Mutti, das ist mir zu viel
Da für ein Neugeborenes auf dieser Welt alles neu ist, kann es Schwierigkeiten haben, all diese neuen Eindrücke zu verarbeiten. Am einfachsten ist es für es, sich einmal richtig auszuweinen, damit es Erleichterung findet. Wenn wir darüber nachdenken, hilft es auch uns Erwachsenen, wenn wir weinen oder schreien können, denn dann werden die Gefühle abgebaut, die uns belasten, und danach funktioniert alles wieder besser. Bei Babys ist es ähnlich, deshalb ist es wichtig, Babys nicht allein weinen zu lassen und für sie da zu sein, wann immer sie es brauchen, denn nur in unseren Armen fühlen sie sich sicher und können herauslassen, was sie bedrückt. Dieses Weinen wird oft mit dem Weinen verwechselt, wenn dem Baby der Bauch wehtut. Das hängt ein wenig zusammen, denn wenn ein Baby viel weint, schluckt es dabei Luft, die dann wieder aus dem Körper heraus muss, und so entstehen die von uns „nicht geliebten Pupserchen“.
Wenn ein Baby also jeden Abend zur gleichen Zeit weint, dann ist das ein Weinen, bei dem es alles verarbeitet, was es tagsüber erlebt hat, und wir sollten ihm das ermöglichen. Ein Schnuller kann eine Lösung sein, damit das Baby aufhört zu weinen, aber all die neuen Eindrücke werden dadurch nicht verarbeitet, und wenn das jeden Tag so geschieht, kann sich das später im Alter in größerer Aggressivität, Beißen, dem Bedürfnis, sich materiell zu beruhigen usw. zeigen.

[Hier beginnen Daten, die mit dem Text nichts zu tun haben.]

//! Config command - manage configuration.

use std::fs;
use std::path::{Path, PathBuf};

use clap::{Args, Subcommand};
use console::style;
use serde_json::Value;

use probex_core::ProbexConfig;

use super::default_config_path;

/// Arguments for the config command.
#[derive(Args)]
pub struct ConfigArgs {
    #[command(subcommand)]
    command: ConfigCommand,
}

#[derive(Subcommand)]
enum ConfigCommand {
    /// Show current configuration
    Show,

    /// Initialize a new configuration file
    Init(InitArgs),

    /// Get a configuration value by dotted key (e.g. "acquisition.min_text_length")
    Get { key: String },

    /// Set a configuration value by dotted key
    Set {
        key: String,
        /// New value, parsed as JSON when possible
        value: String,
    },

    /// Show configuration file path
    Path,
}

#[derive(Args)]
struct InitArgs {
    /// Output path for configuration file
    #[arg(short, long)]
    output: Option<PathBuf>,

    /// Overwrite existing file
    #[arg(long)]
    force: bool,
}

/// `-c` selects the file every subcommand works on.
pub async fn run(args: ConfigArgs, config_path: Option<&str>) -> anyhow::Result<()> {
    let path = config_path.map(PathBuf::from).unwrap_or_else(default_config_path);

    match args.command {
        ConfigCommand::Show => {
            if !path.exists() {
                println!("{} No config file found, showing defaults.", style("ℹ").blue());
            }
            let config = load_or_default(&path)?;
            println!("{}", serde_json::to_string_pretty(&config)?);
        }
        ConfigCommand::Init(init_args) => init_config(init_args.output.unwrap_or(path), init_args.force)?,
        ConfigCommand::Get { key } => {
            let value = lookup(&load_or_default(&path)?, &key)?;
            println!("{}", serde_json::to_string_pretty(&value)?);
        }
        ConfigCommand::Set { key, value } => {
            let updated = with_value(&load_or_default(&path)?, &key, parse_value(&value))?;
            if let Some(parent) = path.parent() {
                fs::create_dir_all(parent)?;
            }
            updated.save(&path)?;
            println!("{} Set {} = {}", style("✓").green(), key, lookup(&updated, &key)?);
        }
        ConfigCommand::Path => {
            println!("Configuration file: {}", path.display());
            if path.exists() {
                println!("Status: {}", style("exists").green());
            } else {
                println!("Status: {}", style("not created").yellow());
                println!();
                println!("Run 'probex config init' to create a configuration file.");
            }
        }
    }

    Ok(())
}

fn load_or_default(path: &Path) -> anyhow::Result<ProbexConfig> {
    if path.exists() {
        Ok(ProbexConfig::from_file(path)?)
    } else {
        Ok(ProbexConfig::default())
    }
}

fn init_config(path: PathBuf, force: bool) -> anyhow::Result<()> {
    if path.exists() && !force {
        anyhow::bail!(
            "Config file already exists at {}. Use --force to overwrite.",
            path.display()
        );
    }
    if let Some(parent) = path.parent() {
        fs::create_dir_all(parent)?;
    }
    ProbexConfig::default().save(&path)?;

    println!(
        "{} Created configuration file at {}",
        style("✓").green(),
        path.display()
    );
    Ok(())
}

/// JSON when it parses (numbers, booleans), otherwise a plain string.
fn parse_value(raw: &str) -> Value {
    serde_json::from_str(raw).unwrap_or_else(|_| Value::String(raw.to_string()))
}

fn lookup(config: &ProbexConfig, key: &str) -> anyhow::Result<Value> {
    let json = serde_json::to_value(config)?;
    key.split('.')
        .try_fold(&json, |node, part| node.get(part))
        .cloned()
        .ok_or_else(|| anyhow::anyhow!("Configuration key not found: {}", key))
}

/// Copy of `config` with an existing key replaced. Unknown keys and
/// ill-typed values are rejected.
fn with_value(config: &ProbexConfig, key: &str, value: Value) -> anyhow::Result<ProbexConfig> {
    let mut json = serde_json::to_value(config)?;
    let slot = key
        .split('.')
        .try_fold(&mut json, |node, part| node.get_mut(part))
        .ok_or_else(|| anyhow::anyhow!("Configuration key not found: {}", key))?;
    if slot.is_object() {
        anyhow::bail!("{} is a section, set one of its keys instead", key);
    }
    *slot = value;
    serde_json::from_value(json).map_err(|e| anyhow::anyhow!("Invalid value for {}: {}", key, e))
}

#[cfg(test)]
mod tests {
    use super::*;
    use pretty_assertions::assert_eq;

    #[test]
    fn test_lookup() {
        let config = ProbexConfig::default();
        assert_eq!(lookup(&config, "acquisition.min_text_length").unwrap(), Value::from(200));
        assert!(lookup(&config, "acquisition.nope").is_err());
    }

    #[test]
    fn test_with_value() {
        let config = ProbexConfig::default();
        let updated = with_value(&config, "extraction.split_cases", parse_value("false")).unwrap();
        assert!(!updated.extraction.split_cases);

        let updated = with_value(&config, "models.model_dir", parse_value("/opt/ocr")).unwrap();
        assert_eq!(updated.models.model_dir, PathBuf::from("/opt/ocr"));

        assert!(with_value(&config, "acquisition.ocr_dpi", parse_value("high")).is_err());
        assert!(with_value(&config, "acquisition", parse_value("1")).is_err());
        assert!(with_value(&config, "unknown.key", parse_value("1")).is_err());
    }
}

Der Anfang ist immer schwierig
Was wollen wir uns vormachen, wohl fast jede Mutter hat sich im Wochenbett die Frage gestellt, ob sie irgendwo einen Fehler gemacht hat. Das ist natürlich, wir haben Angst, wir sind müde, uns fehlt die Erfahrung. Wie auch immer es ist, wir tun für unser Kind das Beste, was wir können, und selbst wenn es uns manchmal nicht gelingt, bedeutet das nicht, dass wir versagt haben oder unser Baby uns nicht lieben wird. Es liebt uns über alles und bedingungslos. Für es sind wir die ganze Welt. Deshalb haben wir keine Angst davor, unsere Babys zu tragen und zu kuscheln, wann immer es nötig ist, sie werden es uns später zurückgeben. Und wenn sie nicht mehr getragen werden wollen, werden wir uns an diese Zeit gern erinnern.